皇上這分明是向莊婕妤表明愛意呢!素香臉一紅,沒想到皇上還有這樣一面,等下她定要和婕妤好好地講這幾句,要讓婕妤明白皇上的心意才好!
莊書怡認真把那四行詩寫了好幾張紙,口中也也將這四句詩念了好多遍。
也不知道大哥和爹娘怎麼樣了……莊書怡眼眶有些發熱,手口都停了下來。她看看眼前擺著的麵塑,又看看蕭承熠寫的花箋,繼續寫字了。

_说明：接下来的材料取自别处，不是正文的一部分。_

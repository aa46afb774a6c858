use std::{
    sync::atomic::{AtomicUsize, Ordering},
    time::Duration,
};

use async_trait::async_trait;
use db::{
    DBService,
    models::{
        task::{CreateTask, Task, TaskPriority, TaskStatus},
        workflow::{CreateWorkflow, Workflow},
        workflow_phase::{CreateWorkflowPhase, WorkflowPhase},
    },
};
use executors::executors::{ExecutionOutput, ExecutionRequest, ExecutorError, TaskExecutor};
use serde_json::json;
use tempfile::TempDir;
use uuid::Uuid;

use super::result_processor::{ResultProcessor, RetryPolicy};

pub(crate) async fn setup_db() -> (DBService, TempDir) {
    let dir = tempfile::tempdir().expect("failed to create temp dir");
    let db = DBService::new_with_path(&dir.path().join("test.sqlite"), 8)
        .await
        .expect("failed to open test database");
    (db, dir)
}

pub(crate) fn instant_retries(db: &DBService) -> ResultProcessor {
    ResultProcessor::new(db.clone(), RetryPolicy::new(Duration::ZERO, Duration::ZERO))
}

pub(crate) fn standalone(name: &str) -> CreateTask {
    CreateTask {
        name: name.to_string(),
        description: None,
        workflow_id: None,
        phase_id: None,
        executor: "test".to_string(),
        instructions: name.to_string(),
        priority: TaskPriority::Normal,
        dependencies: Vec::new(),
        webhook_url: None,
        max_retries: 3,
        timeout_seconds: 30,
        metadata: json!({}),
    }
}

pub(crate) fn workflow_task(workflow_id: Uuid, phase_id: &str, name: &str) -> CreateTask {
    CreateTask {
        workflow_id: Some(workflow_id),
        phase_id: Some(phase_id.to_string()),
        ..standalone(name)
    }
}

/// Inserts a task and moves it to `running`, as a winning claim would.
pub(crate) async fn claim(db: &DBService, data: &CreateTask) -> Task {
    let task = Task::create(&db.pool, data, Uuid::new_v4())
        .await
        .expect("failed to create task");
    assert!(
        Task::try_transition(&db.pool, task.id, TaskStatus::Pending, TaskStatus::Running)
            .await
            .expect("claim failed")
    );
    Task::find_by_id(&db.pool, task.id)
        .await
        .expect("lookup failed")
        .expect("task vanished")
}

/// Creates a workflow with the given phases, lets `tasks` build its tasks
/// and starts it.
pub(crate) async fn start_workflow_with_phases<F>(
    db: &DBService,
    phases: &[(&str, &[&str])],
    tasks: F,
) -> Uuid
where
    F: FnOnce(Uuid) -> Vec<CreateTask>,
{
    let workflow = Workflow::create(
        &db.pool,
        &CreateWorkflow {
            name: "pipeline".to_string(),
            description: None,
        },
        Uuid::new_v4(),
    )
    .await
    .expect("failed to create workflow");

    for (phase_id, depends_on) in phases {
        WorkflowPhase::create(
            &db.pool,
            workflow.id,
            &CreateWorkflowPhase {
                phase_id: phase_id.to_string(),
                name: phase_id.to_string(),
                depends_on: depends_on.iter().map(|d| d.to_string()).collect(),
            },
        )
        .await
        .expect("failed to create phase");
    }
    for data in tasks(workflow.id) {
        Task::create(&db.pool, &data, Uuid::new_v4())
            .await
            .expect("failed to create task");
    }
    assert!(Workflow::try_start(&db.pool, workflow.id).await.unwrap());
    workflow.id
}

pub(crate) async fn wait_for<F, Fut>(mut check: F)
where
    F: FnMut() -> Fut,
    Fut: Future<Output = bool>,
{
    for _ in 0..500 {
        if check().await {
            return;
        }
        tokio::time::sleep(Duration::from_millis(10)).await;
    }
    panic!("condition not met within 5s");
}

/// Echoes the instructions back, counting calls.
#[derive(Default)]
pub(crate) struct EchoExecutor {
    pub calls: AtomicUsize,
}

#[async_trait]
impl TaskExecutor for EchoExecutor {
    async fn execute(&self, request: ExecutionRequest) -> Result<ExecutionOutput, ExecutorError> {
        self.calls.fetch_add(1, Ordering::SeqCst);
        Ok(ExecutionOutput {
            output: request.instructions,
        })
    }
}

#[derive(Default)]
pub(crate) struct FailingExecutor {
    pub calls: AtomicUsize,
}

#[async_trait]
impl TaskExecutor for FailingExecutor {
    async fn execute(&self, _request: ExecutionRequest) -> Result<ExecutionOutput, ExecutorError> {
        let n = self.calls.fetch_add(1, Ordering::SeqCst) + 1;
        Err(ExecutorError::Other(format!("failure #{n}")))
    }
}

/// Sleeps for `delay` before echoing.
pub(crate) struct SlowExecutor {
    pub delay: Duration,
}

#[async_trait]
impl TaskExecutor for SlowExecutor {
    async fn execute(&self, request: ExecutionRequest) -> Result<ExecutionOutput, ExecutorError> {
        tokio::time::sleep(self.delay).await;
        Ok(ExecutionOutput {
            output: request.instructions,
        })
    }
}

「好了,我這會兒已經,知其音、識其形了,素香來給我講講吧,這四句是什麼意思?」莊書怡道。
素香試探道:「婕妤,您自己先猜一下呢?」
莊書怡拿起蕭承熠寫的花箋,思索了一會兒,皺著眉頭道:「有一隻鳥兒,在河邊。有一位淑女……君子……君子……哎呀,我好像有點知道了……」
素香掩嘴笑:「婕妤說說看?」
莊書怡看著素香,有些難為情:「我心裡知道,但是說不出來。」
「婕妤是害羞了嗎?」素香笑道。
莊書怡看著那花箋,臉越發紅了,也確信自己猜的多半是對的。這句詩,並不難……
「你,你講吧……」莊書怡道,「以防我猜的不對。」
素香便逐字逐句為莊書怡講,莊書怡聽得倒也認真,只是臉一直紅著。
最後,素香生怕莊書怡不懂,說道:「皇上特意寫在花箋上給婕妤的呢,您要把這花箋收好。」
莊書怡便將那花箋用一個錦盒裝起來。
素香又和莊書怡講了一些文人才子,才女佳人互贈花箋訴衷腸之事,莊書怡聽得臉一直緋紅。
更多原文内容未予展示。